Vikings not surprised by their fast start

Leslie Frazier has the Vikings in ''new territory,'' but he believes they can build on a 3-1 start.

EDEN PRAIRIE, Minn. — The Minnesota Vikings understood the low expectations from outside the organization.

During training camp, linebacker Chad Greenway asked the obvious: Why would the pundits predict good things for Minnesota, a team coming off a franchise-tying 13 losses, with a star running back trying to return from major knee surgery, an unproven second-year quarterback and a defense that was historically bad against the pass last season?

But Greenway witnessed a transformation during those training camp days that manifested itself in September. He sensed a "buy-in" from everyone on the team, a change in mentality to reverse the downward slide the Vikings had been on for two years.

"There's a confidence we have, and everybody is just playing for each other," Greenway said. "Playing for the guy next to you makes a big difference, and last year the circumstances were so much different."

Greenway added: "I think we're all in. I don't think you can see anybody in this locker room who has not bought in completely."

One-fourth of the way through the season, belief in itself has Minnesota at 3-1 and tied atop the NFC North with the Chicago Bears. The Vikings planted the seeds for success last offseason, when they attempted to change both the team's personnel and attitude. Greenway credits coach Leslie Frazier and the team's staff for the change in mentality, and it began with near-unanimous participation in the offseason program.

"These are voluntary sessions, but the attendance that we had here gave me an indication that the guys were really hungry to have success, and that's what you need to see," Frazier said. "When you are trying to flip the script, you are trying to get things changed, trying to change the culture a little bit, you need everybody to participate otherwise you are just talking to a small percentage of the team."

After wins the past two weeks against 2011 playoff teams, a different label is being attached to the Vikings: surprise. So is this a fluke, or can they sustain their level of play in what was expected to be one of the NFL's toughest divisions?

"What we're putting out there on tape, that's the biggest thing," defensive end Everson Griffen said. "We're showing people we're not a surprise team no more. We come out and play and compete every rep. Once you do that, teams they recognize and respect that. We just got to keep on doing it all over again."

After a Week 3 upset win at home against the San Francisco 49ers, a favorite to represent the NFC in the Super Bowl, the Vikings went on the road and snapped their 11-game NFC North losing streak by beating Detroit. Putting together back-to-back strong performances confirmed what the Vikings knew all along: They can be a playoff contender in 2012.
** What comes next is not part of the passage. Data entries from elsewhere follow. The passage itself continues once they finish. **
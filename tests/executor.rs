mod common;

use common::{action, fast_config, ElementSpec, FakePage};
use eoka_navigator::{ActionExecutor, FailureKind};
use serde_json::json;

fn executor() -> ActionExecutor {
    let config = fast_config();
    ActionExecutor::new(&config.executor, &config.locator)
}

#[tokio::test]
async fn low_confidence_is_rejected_before_touching_the_page() {
    let page = FakePage::new("https://example.com").with_element("Docs", ElementSpec::visible("Docs"));
    let outcome = executor()
        .execute(&page, &action("click", "the \"Docs\" link", json!({}), 0.2))
        .await;

    assert!(!outcome.succeeded);
    assert_eq!(outcome.failure, Some(FailureKind::LowConfidence));
    assert_eq!(outcome.message, "Action confidence too low: 0.20");
    assert!(page.locates().is_empty());
    assert!(page.clicks().is_empty());
}

#[tokio::test]
async fn explicit_selector_is_tried_first() {
    let page = FakePage::new("https://example.com").with_element("#go", ElementSpec::visible("Go"));
    let outcome = executor()
        .execute(
            &page,
            &action("click", "Go button", json!({ "selector": "#go" }), 0.9),
        )
        .await;

    assert!(outcome.succeeded, "{}", outcome.message);
    assert_eq!(outcome.payload_str("strategy"), Some("explicit"));
    assert_eq!(outcome.payload_str("selector"), Some("#go"));
    assert_eq!(outcome.payload["attempt"], 1);
    assert_eq!(page.clicks(), vec!["#go"]);
}

#[tokio::test]
async fn exhausted_candidates_use_shrinking_timeouts() {
    let page = FakePage::new("https://example.com");
    let outcome = executor()
        .execute(&page, &action("click", "the \"Sign in\" button", json!({}), 0.8))
        .await;

    assert!(!outcome.succeeded);
    assert_eq!(outcome.failure, Some(FailureKind::StrategyExhausted));
    assert_eq!(outcome.message, "Could not find clickable element: the \"Sign in\" button");

    let timeouts: Vec<u64> = page.locates().iter().map(|(_, t)| *t).collect();
    assert!(timeouts.len() >= 2);
    assert_eq!(timeouts[0], 8000);
    assert_eq!(timeouts[1], 7000);
    assert!(timeouts.windows(2).all(|w| w[0] >= w[1]));
    assert!(timeouts.iter().all(|t| *t >= 2000));

    assert_eq!(outcome.payload["strategies_tried"], json!(timeouts.len()));
    let reported = outcome.payload["strategies"].as_array().unwrap();
    assert!(!reported.is_empty() && reported.len() <= 5);
    assert!(reported[0].get("selector").is_some());
}

#[tokio::test]
async fn hidden_match_falls_through_to_next_candidate() {
    let page = FakePage::new("https://example.com")
        .with_element("#signin", ElementSpec::hidden())
        .with_element("Sign in", ElementSpec::visible("Sign in"));
    let outcome = executor()
        .execute(
            &page,
            &action(
                "click",
                "the \"Sign in\" button",
                json!({ "selector": "#signin" }),
                0.8,
            ),
        )
        .await;

    assert!(outcome.succeeded, "{}", outcome.message);
    assert_ne!(outcome.payload_str("strategy"), Some("explicit"));
    assert!(outcome.payload["attempt"].as_u64().unwrap() >= 2);
    assert_eq!(page.clicks().len(), 1);
    assert!(page.clicks()[0].contains("Sign in"));
}

#[tokio::test]
async fn type_requires_text() {
    let page = FakePage::new("https://example.com").with_element("#q", ElementSpec::visible(""));
    let outcome = executor()
        .execute(&page, &action("type", "search box", json!({ "selector": "#q" }), 0.9))
        .await;

    assert!(!outcome.succeeded);
    assert_eq!(outcome.failure, Some(FailureKind::InvalidParameters));
    assert_eq!(outcome.message, "No text specified for typing action");
    assert!(page.locates().is_empty());
}

#[tokio::test]
async fn type_fills_and_submits() {
    let page = FakePage::new("https://example.com").with_element("#q", ElementSpec::visible(""));
    let outcome = executor()
        .execute(
            &page,
            &action(
                "type",
                "search box",
                json!({ "selector": "#q", "text": "rust async", "delay": 0, "press_enter": true }),
                0.9,
            ),
        )
        .await;

    assert!(outcome.succeeded, "{}", outcome.message);
    assert_eq!(outcome.payload_str("text"), Some("rust async"));
    assert_eq!(page.typed(), vec!["rust async"]);
    assert_eq!(page.keys(), vec!["Enter"]);
}

#[tokio::test]
async fn sideways_scroll_is_invalid() {
    let page = FakePage::new("https://example.com");
    let outcome = executor()
        .execute(&page, &action("scroll", "page", json!({ "direction": "sideways" }), 0.9))
        .await;

    assert!(!outcome.succeeded);
    assert_eq!(outcome.failure, Some(FailureKind::InvalidParameters));
    assert_eq!(outcome.message, "Invalid scroll direction: sideways");
    assert!(page.evaluated().is_empty());
}

#[tokio::test]
async fn scroll_down_runs_script() {
    let page = FakePage::new("https://example.com");
    let outcome = executor()
        .execute(&page, &action("scroll", "page", json!({ "amount": 300 }), 0.9))
        .await;

    assert!(outcome.succeeded);
    assert_eq!(page.evaluated(), vec!["window.scrollBy(0, 300)"]);
}

#[tokio::test]
async fn navigate_without_url_fails() {
    let page = FakePage::new("https://example.com");
    let outcome = executor()
        .execute(&page, &action("navigate", "docs page", json!({}), 0.9))
        .await;

    assert!(!outcome.succeeded);
    assert_eq!(outcome.message, "No URL specified for navigation");
    assert!(page.gotos().is_empty());
}

#[tokio::test]
async fn navigate_goes_to_url() {
    let page = FakePage::new("https://example.com");
    let outcome = executor()
        .execute(
            &page,
            &action("navigate", "docs", json!({ "url": "https://example.com/docs" }), 0.9),
        )
        .await;

    assert!(outcome.succeeded);
    assert_eq!(page.current_url(), "https://example.com/docs");
}

#[tokio::test]
async fn unknown_kind_is_unsupported() {
    let page = FakePage::new("https://example.com");
    let outcome = executor()
        .execute(&page, &action("hover", "menu", json!({}), 0.9))
        .await;

    assert!(!outcome.succeeded);
    assert_eq!(outcome.failure, Some(FailureKind::Unsupported));
    assert_eq!(outcome.message, "Unsupported action type: hover");
}

#[tokio::test]
async fn wait_modes_validate_parameters() {
    let page = FakePage::new("https://example.com");
    let exec = executor();

    let outcome = exec
        .execute(&page, &action("wait", "spinner", json!({ "type": "element" }), 0.9))
        .await;
    assert_eq!(outcome.message, "No selector specified for element wait");

    let outcome = exec
        .execute(
            &page,
            &action("wait", "page", json!({ "type": "load_state", "state": "idle" }), 0.9),
        )
        .await;
    assert_eq!(outcome.message, "Invalid load state: idle");

    let outcome = exec
        .execute(&page, &action("wait", "page", json!({ "type": "forever" }), 0.9))
        .await;
    assert_eq!(outcome.message, "Invalid wait type: forever");

    let outcome = exec
        .execute(
            &page,
            &action("wait", "results", json!({ "type": "element", "selector": "#results", "timeout": 50 }), 0.9),
        )
        .await;
    assert_eq!(outcome.failure, Some(FailureKind::Timeout));
    assert_eq!(outcome.message, "Wait timeout: element");
}

#[tokio::test]
async fn extract_element_requires_selector() {
    let page = FakePage::new("https://example.com").with_element("#price", ElementSpec::visible("$42"));
    let exec = executor();

    let outcome = exec
        .execute(&page, &action("extract", "price", json!({ "type": "element" }), 0.9))
        .await;
    assert_eq!(outcome.message, "Invalid extraction type or missing selector: element");

    let outcome = exec
        .execute(
            &page,
            &action("extract", "price", json!({ "type": "element", "selector": "#price" }), 0.9),
        )
        .await;
    assert!(outcome.succeeded);
    assert_eq!(outcome.payload_str("content"), Some("$42"));
}

#[tokio::test]
async fn validate_page_state_reports_visible_errors() {
    let exec = executor();

    let ok = FakePage::new("https://example.com");
    assert_eq!(exec.validate_page_state(&ok).await, (true, "Page state is valid".to_string()));

    let loading = FakePage::new("https://example.com").with_ready_state("interactive");
    let (valid, message) = exec.validate_page_state(&loading).await;
    assert!(!valid);
    assert_eq!(message, "Page not fully loaded: interactive");

    let broken = FakePage::new("https://example.com")
        .with_element("error", ElementSpec::visible("Something went wrong"));
    let (valid, message) = exec.validate_page_state(&broken).await;
    assert!(!valid);
    assert_eq!(message, "Page error detected: Something went wrong");
}

#[tokio::test]
async fn mistyped_parameters_fail_without_touching_the_page() {
    let page = FakePage::new("https://example.com").with_element("#save", ElementSpec::visible("Save"));
    let outcome = executor()
        .execute(
            &page,
            &action("click", "Save", json!({ "selector": "#save", "force": "true" }), 0.9),
        )
        .await;

    assert!(!outcome.succeeded);
    assert_eq!(outcome.failure, Some(FailureKind::InvalidParameters));
    assert!(outcome.message.starts_with("Invalid click parameters:"), "{}", outcome.message);
    assert!(page.locates().is_empty());
}

#[tokio::test]
async fn scroll_direction_sets_the_sign() {
    let page = FakePage::new("https://example.com");
    let exec = executor();
    exec.execute(&page, &action("scroll", "page", json!({ "direction": "up", "amount": -300 }), 0.9))
        .await;
    exec.execute(&page, &action("scroll", "page", json!({ "direction": "down", "amount": -200 }), 0.9))
        .await;

    assert_eq!(
        page.evaluated(),
        vec!["window.scrollBy(0, -300)", "window.scrollBy(0, 200)"]
    );
}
"That just put the nail in the coffin, just showing that, 'Whoa.' People thought that was a big fluke and then we come out and beat Detroit," Griffen said. "We've just got to keep it rolling. We can't dwell in the past with this win. We won. People have big games. Now we've just got to move on to Tennessee and get the next victory."

Beginning with the Tennessee Titans (1-3) this weekend, the Vikings' next five games are against teams outside the division. The 4-0 Arizona Cardinals are the only opponent in those games with a winning record, perhaps allowing the Vikings to have the strong first half needed before finishing with a division-heavy second-half schedule.

Suddenly, stacking up wins seems far more probable than it did when Peterson was still rehabbing and quarterback Christian Ponder was a mystery coming off an uneven rookie season.

Peterson has come back better than expected and posted his first 100-yard rushing game of the season against the Lions. Ponder has played smartly and efficiently, owning the league's eighth-best quarterback rating (97.7). And most important, Minnesota is tied for seventh in the league with just four turnovers.

Meanwhile, the defense that was gashed so often last year is ninth in the league in fewest yards allowed and seventh in fewest points allowed. And mentally, Frazier believes the players are ready to handle the prosperity of winning.

"Just seeing how we responded after the Indy game, and then coming back after San Francisco, I think we're maturing," Frazier said. "We're growing as a team. This will be a little heady for them. This is new territory for most of our guys. I got a feeling they'll handle it the right way."